Sadly, now that I have replayed the mission, I can see a giant problem with the mission: the fight against the cantors at the "inner yard" of the plant.
A very stupid fight is about to start. My squad is at the door. (Image taken during a cutscene.)
Let it not be said that the companion AI in Xenoblade X is great. It took me several tries to defeat the cantors despite my character being several levels higher than them. Sure, I haven't paid that much attention to my team and the build nor am I skilled in the combat, but I am claiming a good part of the blame goes to the companion AI who several times failed to go through the door leading to the inner yard before it closed (and they couldn't open it themselves). Or when they dropped from the raised pathways to water where they couldn't attack.
I think there's one more mission taking place at the plant, but I believe it's not very closely tied to the infestation. (EDIT: The Orphe (a xeno race) use the cantor attack as a reason to place automated defense turrets at the site.)
I'm surprised by how much I appreciate the second playthrough of XCX I'm now on.
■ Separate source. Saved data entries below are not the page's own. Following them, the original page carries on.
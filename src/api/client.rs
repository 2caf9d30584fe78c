use async_trait::async_trait;
use once_cell::sync::Lazy;
use reqwest::{Client, ClientBuilder};
use tracing::debug;

use crate::api::models::{HealthReport, ScrapeRequest};
use crate::api::response::ApiReply;
use crate::config::Config;
use crate::error::Result;

// Shared client to reuse connections. No connect or request timeout: a call
// runs until the transport reports completion or failure.
static CLIENT: Lazy<Client> = Lazy::new(|| {
    ClientBuilder::new()
        .pool_max_idle_per_host(10)
        .build()
        .expect("Failed to build HTTP client")
});

/// The remote scraping API as seen by the controller.
#[async_trait]
pub trait ScrapeApi: Send + Sync {
    async fn health(&self) -> Result<HealthReport>;

    /// Sends one scrape request. `Err` means the exchange never completed;
    /// any HTTP status, good or bad, comes back as an `ApiReply`.
    async fn scrape(&self, request: &ScrapeRequest) -> Result<ApiReply>;
}

pub struct HttpApi {
    health_url: String,
    scrape_url: String,
}

impl HttpApi {
    pub fn new(config: &Config) -> Self {
        HttpApi {
            health_url: config.health_url(),
            scrape_url: config.scrape_url(),
        }
    }
}

#[async_trait]
impl ScrapeApi for HttpApi {
    async fn health(&self) -> Result<HealthReport> {
        debug!("GET {}", self.health_url);
        let report = CLIENT
            .get(&self.health_url)
            .send()
            .await?
            .json::<HealthReport>()
            .await?;
        Ok(report)
    }

    async fn scrape(&self, request: &ScrapeRequest) -> Result<ApiReply> {
        debug!("POST {} ({})", self.scrape_url, request.scraping_type);
        // `.json()` also sets `Content-Type: application/json`
        let response = CLIENT.post(&self.scrape_url).json(request).send().await?;
        let status = response.status().as_u16();
        let body = response.text().await?;
        Ok(ApiReply { status, body })
    }
}
use std::fs;
use std::path::PathBuf;
use tokio::sync::mpsc;
use tracing::debug;

use crate::api::client::ScrapeApi;
use crate::api::models::ScrapingType;
use crate::controller::{Command, FormInput, RequestController};
use crate::error::{ClientError, Result};
use crate::view::{NoticeKind, View};

pub const RESULTS_FILE: &str = "scrape_results.html";

pub const HELP: &str = "\
Commands:
  type <kind>                      select a scraping type (text, titles, links, images, custom)
  scrape <url> <kind> [selector]   scrape a page; custom needs a CSS selector
  export                           save the last result as JSON
  help                             show this text
  quit                             exit";

/// One parsed line of terminal input.
#[derive(Debug, Clone, PartialEq)]
pub enum Input {
    Command(Command),
    Help,
    Quit,
    Empty,
    Unknown(String),
}

pub fn parse_line(line: &str) -> Input {
    let mut words = line.split_whitespace();
    let Some(verb) = words.next() else {
        return Input::Empty;
    };

    match verb {
        "type" => Input::Command(Command::SelectType(words.next().and_then(parse_kind))),
        "scrape" => {
            let url = words.next().unwrap_or_default().to_string();
            let scraping_type = words.next().and_then(parse_kind);
            let custom_selector = words.collect::<Vec<_>>().join(" ");
            Input::Command(Command::Submit(FormInput { url, scraping_type, custom_selector }))
        }
        "export" => Input::Command(Command::Export),
        "help" => Input::Help,
        "quit" | "exit" => Input::Quit,
        other => Input::Unknown(other.to_string()),
    }
}

// Anything outside the select's options counts as no selection.
fn parse_kind(word: &str) -> Option<ScrapingType> {
    word.parse().ok()
}

/// Feeds terminal input to the controller until `quit` or end of input.
///
/// While a scrape is in flight the submit control is disabled: further
/// `scrape` lines are dropped, other commands run once the request is done,
/// and `quit` abandons the request.
pub async fn run<A: ScrapeApi, V: View>(
    controller: &mut RequestController<A, V>,
    inputs: &mut mpsc::Receiver<Input>,
) {
    while let Some(input) = inputs.recv().await {
        let command = match input {
            Input::Command(command) => command,
            Input::Quit => return,
            other => {
                answer(other);
                continue;
            }
        };
        let Command::Submit(form) = command else {
            controller.dispatch(command).await;
            continue;
        };

        let mut deferred = Vec::new();
        let mut closed = false;
        {
            let submission = controller.submit(&form);
            tokio::pin!(submission);
            loop {
                tokio::select! {
                    _ = &mut submission => break,
                    next = inputs.recv(), if !closed => match next {
                        Some(Input::Command(Command::Submit(form))) => {
                            debug!("Submit ignored while a request is outstanding: {}", form.url);
                        }
                        Some(Input::Command(other)) => deferred.push(other),
                        Some(Input::Quit) => return,
                        Some(other) => answer(other),
                        None => closed = true,
                    },
                }
            }
        }

        for command in deferred {
            controller.dispatch(command).await;
        }
        if closed {
            return;
        }
    }
}

fn answer(input: Input) {
    match input {
        Input::Help => println!("{}", HELP),
        Input::Unknown(verb) => println!("Unknown command '{}', try 'help'", verb),
        _ => {}
    }
}

/// Prints notices to stdout and writes the results panel and exports into
/// `output_dir`.
pub struct TerminalView {
    output_dir: PathBuf,
}

impl TerminalView {
    pub fn new(output_dir: PathBuf) -> Self {
        TerminalView { output_dir }
    }
}

impl View for TerminalView {
    fn set_loading(&mut self, visible: bool) {
        if visible {
            println!("Scraping...");
        }
    }

    fn set_submit_enabled(&mut self, enabled: bool) {
        debug!("Submit enabled: {}", enabled);
    }

    fn set_custom_selector_visible(&mut self, visible: bool) {
        if visible {
            println!("Custom scraping needs a CSS selector after the type.");
        }
    }

    fn show_results(&mut self, html: &str) -> Result<()> {
        let path = self.output_dir.join(RESULTS_FILE);
        fs::write(&path, html)
            .map_err(|e| ClientError::Display(format!("could not write {}: {}", path.display(), e)))?;
        println!("Results written to {}", path.display());
        Ok(())
    }

    fn hide_results(&mut self) {
        debug!("Results panel hidden");
    }

    fn show_notice(&mut self, kind: NoticeKind, message: &str) {
        match kind {
            NoticeKind::Error => println!("✖ {}", message),
            NoticeKind::Success => println!("✔ {}", message),
        }
    }

    fn hide_notice(&mut self, kind: NoticeKind) {
        debug!("{:?} notice dismissed", kind);
    }

    fn download(&mut self, file_name: &str, contents: &str) -> Result<()> {
        let path = self.output_dir.join(file_name);
        fs::write(&path, contents)?;
        println!("Saved {}", path.display());
        Ok(())
    }
}
#[test]
fn reconstruction_respects_dynamic_tolerance() {
    // 种子包围盒 (-5,-5)-(23,7)，长边 28，动态容差 0.56
    let mut store = EntityStore::new();
    let seed_ids = place_triplet(&mut store, Placement::new(0.0, 0.0, 0.0), 0.0);
    let near = place_triplet(&mut store, Placement::new(0.0, 300.0, 0.0), 0.4);
    let rotated_near = place_triplet(&mut store, Placement::new(30.0, 0.0, 300.0), -0.4);
    let far = place_triplet(&mut store, Placement::new(0.0, 600.0, 0.0), 0.7);

    let results = run_with(&store, &seed_ids, MatchSettings::default());
    assert_eq!(results.len(), 2);
    let found: Vec<EntityId> = results
        .iter()
        .flat_map(|r| r.entity_ids.iter().copied())
        .collect();
    assert!(near.iter().all(|id| found.contains(id)));
    assert!(rotated_near.iter().all(|id| found.contains(id)));
    assert!(far.iter().all(|id| !found.contains(id)));

    let rotated = results
        .iter()
        .find(|r| r.entity_ids.contains(&rotated_near[0]))
        .unwrap();
    assert!(angle_gap(rotated.rotation_deg, 30.0) < 1e-6);
}

#[test]
fn fuzziness_widens_positional_tolerance() {
    let mut store = EntityStore::new();
    let seed_ids = place_triplet(&mut store, Placement::new(0.0, 0.0, 0.0), 0.0);
    let shifted = place_triplet(&mut store, Placement::new(0.0, 300.0, 0.0), 0.7);
    let wild = place_triplet(&mut store, Placement::new(0.0, 600.0, 0.0), 1.0);

    assert!(run_with(&store, &seed_ids, MatchSettings::default()).is_empty());

    // 倍率 1.5：容差 0.84，位移 0.7 可接受，位移 1.0 仍然不行
    let loose = MatchSettings {
        position_fuzziness: 1.5,
        ..MatchSettings::default()
    };
    let results = run_with(&store, &seed_ids, loose);
    assert_eq!(results.len(), 1);
    assert_eq!(
        results[0].entity_ids,
        shifted.iter().copied().collect::<BTreeSet<_>>()
    );
    assert!(wild.iter().all(|id| !results[0].entity_ids.contains(id)));
}

#[test]
fn perturbed_reference_still_recovers_rotation() {
    let mut store = EntityStore::new();
    let seed_ids = place_pair(&mut store, Placement::new(0.0, 0.0, 0.0));
    let placement = Placement::new(0.0, 300.0, 0.0);
    let anchor = store.add_circle(placement.apply(0.0, 0.0), 5.0);
    store.add_circle(placement.apply(20.0, 0.3), 3.0);

    let results = run_with(&store, &seed_ids, MatchSettings::default());
    assert_eq!(results.len(), 1);
    assert!(results[0].entity_ids.contains(&anchor));
    let expected = 0.3_f64.atan2(20.0).to_degrees();
    assert!((results[0].rotation_deg - expected).abs() < 1e-9);
}

#[test]
fn arc_sweep_is_decided_by_angle_tolerance() {
    let quarter = std::f64::consts::FRAC_PI_2;
    let mut store = EntityStore::new();
    let seed = store.add_arc(Point2::new(0.0, 0.0), 4.0, 0.0, quarter);
    let slightly_wider = store.add_arc(Point2::new(300.0, 0.0), 4.0, 0.0, 92f64.to_radians());
    let wider = store.add_arc(Point2::new(600.0, 0.0), 4.0, 0.0, 95f64.to_radians());

    let matched_with = |angle_tolerance: f64| -> BTreeSet<EntityId> {
        let settings = MatchSettings {
            angle_tolerance,
            ..MatchSettings::default()
        };
        run_with(&store, &[seed], settings)
            .into_iter()
            .flat_map(|r| r.entity_ids)
            .collect()
    };

    // 默认 3°：2° 的差异可接受，5° 不行
    assert_eq!(matched_with(3.0), BTreeSet::from([slightly_wider]));
    assert!(matched_with(1.0).is_empty());
    assert_eq!(matched_with(6.0), BTreeSet::from([slightly_wider, wider]));
}

#[test]
fn empty_polylines_are_never_matched() {
    let mut store = EntityStore::new();
    let seed = store.add_polyline(Vec::<Point2>::new(), false);
    store.add_polyline(Vec::<Point2>::new(), false);
    store.add_polyline(Vec::<Point2>::new(), true);

    let results = run_with(&store, &[seed], MatchSettings::default());
    assert!(results.is_empty());
}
Such as the pizza place mission, which hasn't started yet but Powell's lines have already built the foundation for it.
By limiting the NPCs effectively to only one big town rather than introducing a new town with more throwaway characters in every chapter, I think they've got more room to allow the NPCs evolve in the game as the plot moves on than in Xenoblade 1 or 2. And this time even I can see the foreshadowing.
Just... make quests with NPCs that don't wake up only for the duration of the quest, please?